## [WHAT YOU SHOULD DO]
The answer must be the full set of records, repeated exactly.

⟨

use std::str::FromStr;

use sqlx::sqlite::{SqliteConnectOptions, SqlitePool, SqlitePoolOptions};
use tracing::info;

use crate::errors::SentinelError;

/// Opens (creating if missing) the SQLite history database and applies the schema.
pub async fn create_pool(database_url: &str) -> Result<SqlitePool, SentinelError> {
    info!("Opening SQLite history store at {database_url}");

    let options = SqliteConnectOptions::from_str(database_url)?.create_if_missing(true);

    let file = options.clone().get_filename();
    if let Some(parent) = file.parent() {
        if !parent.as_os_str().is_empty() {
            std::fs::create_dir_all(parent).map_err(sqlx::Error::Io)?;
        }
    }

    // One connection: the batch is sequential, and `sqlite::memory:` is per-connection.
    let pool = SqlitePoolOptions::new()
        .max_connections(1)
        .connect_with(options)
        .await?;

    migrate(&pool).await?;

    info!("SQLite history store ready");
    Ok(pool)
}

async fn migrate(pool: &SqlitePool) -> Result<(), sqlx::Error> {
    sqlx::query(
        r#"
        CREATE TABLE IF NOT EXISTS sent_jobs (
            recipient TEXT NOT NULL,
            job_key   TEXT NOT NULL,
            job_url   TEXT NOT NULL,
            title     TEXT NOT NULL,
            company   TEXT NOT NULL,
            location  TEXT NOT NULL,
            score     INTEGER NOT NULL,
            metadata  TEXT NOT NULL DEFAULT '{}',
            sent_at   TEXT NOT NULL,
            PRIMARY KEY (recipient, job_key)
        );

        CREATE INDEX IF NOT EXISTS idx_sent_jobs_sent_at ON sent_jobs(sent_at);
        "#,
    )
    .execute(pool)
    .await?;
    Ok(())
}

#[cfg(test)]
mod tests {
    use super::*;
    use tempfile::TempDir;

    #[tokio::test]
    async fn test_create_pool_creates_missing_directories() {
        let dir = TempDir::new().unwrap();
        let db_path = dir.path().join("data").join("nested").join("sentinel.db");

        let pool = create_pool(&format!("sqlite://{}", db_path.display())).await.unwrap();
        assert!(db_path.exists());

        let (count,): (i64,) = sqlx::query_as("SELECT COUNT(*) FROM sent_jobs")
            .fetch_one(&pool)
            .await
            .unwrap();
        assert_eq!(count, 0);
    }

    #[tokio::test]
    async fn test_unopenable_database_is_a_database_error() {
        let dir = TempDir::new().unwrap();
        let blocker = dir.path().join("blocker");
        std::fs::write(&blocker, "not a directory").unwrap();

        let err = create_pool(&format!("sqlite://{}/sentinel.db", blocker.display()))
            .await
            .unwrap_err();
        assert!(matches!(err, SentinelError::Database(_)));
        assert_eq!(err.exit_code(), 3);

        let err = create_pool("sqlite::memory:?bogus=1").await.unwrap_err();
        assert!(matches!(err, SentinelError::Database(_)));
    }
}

⟩

## [RESULT FOR THIS EXERCISE]
use std::str::FromStr;

use sqlx::sqlite::{SqliteConnectOptions, SqlitePool, SqlitePoolOptions};
use tracing::info;

use crate::errors::SentinelError;

/// Opens (creating if missing) the SQLite history database and applies the schema.
pub async fn create_pool(database_url: &str) -> Result<SqlitePool, SentinelError> {
    info!("Opening SQLite history store at {database_url}");

    let options = SqliteConnectOptions::from_str(database_url)?.create_if_missing(true);

    let file = options.clone().get_filename();
    if let Some(parent) = file.parent() {
        if !parent.as_os_str().is_empty() {
            std::fs::create_dir_all(parent).map_err(sqlx::Error::Io)?;
        }
    }

    // One connection: the batch is sequential, and `sqlite::memory:` is per-connection.
    let pool = SqlitePoolOptions::new()
        .max_connections(1)
        .connect_with(options)
        .await?;

    migrate(&pool).await?;

    info!("SQLite history store ready");
    Ok(pool)
}

async fn migrate(pool: &SqlitePool) -> Result<(), sqlx::Error> {
    sqlx::query(
        r#"
        CREATE TABLE IF NOT EXISTS sent_jobs (
            recipient TEXT NOT NULL,
            job_key   TEXT NOT NULL,
            job_url   TEXT NOT NULL,
            title     TEXT NOT NULL,
            company   TEXT NOT NULL,
            location  TEXT NOT NULL,
            score     INTEGER NOT NULL,
            metadata  TEXT NOT NULL DEFAULT '{}',
            sent_at   TEXT NOT NULL,
            PRIMARY KEY (recipient, job_key)
        );

        CREATE INDEX IF NOT EXISTS idx_sent_jobs_sent_at ON sent_jobs(sent_at);
        "#,
    )
    .execute(pool)
    .await?;
    Ok(())
}

#[cfg(test)]
mod tests {
    use super::*;
    use tempfile::TempDir;

    #[tokio::test]
    async fn test_create_pool_creates_missing_directories() {
        let dir = TempDir::new().unwrap();
        let db_path = dir.path().join("data").join("nested").join("sentinel.db");

        let pool = create_pool(&format!("sqlite://{}", db_path.display())).await.unwrap();
        assert!(db_path.exists());

        let (count,): (i64,) = sqlx::query_as("SELECT COUNT(*) FROM sent_jobs")
            .fetch_one(&pool)
            .await
            .unwrap();
        assert_eq!(count, 0);
    }

    #[tokio::test]
    async fn test_unopenable_database_is_a_database_error() {
        let dir = TempDir::new().unwrap();
        let blocker = dir.path().join("blocker");
        std::fs::write(&blocker, "not a directory").unwrap();

        let err = create_pool(&format!("sqlite://{}/sentinel.db", blocker.display()))
            .await
            .unwrap_err();
        assert!(matches!(err, SentinelError::Database(_)));
        assert_eq!(err.exit_code(), 3);

        let err = create_pool("sqlite::memory:?bogus=1").await.unwrap_err();
        assert!(matches!(err, SentinelError::Database(_)));
    }
}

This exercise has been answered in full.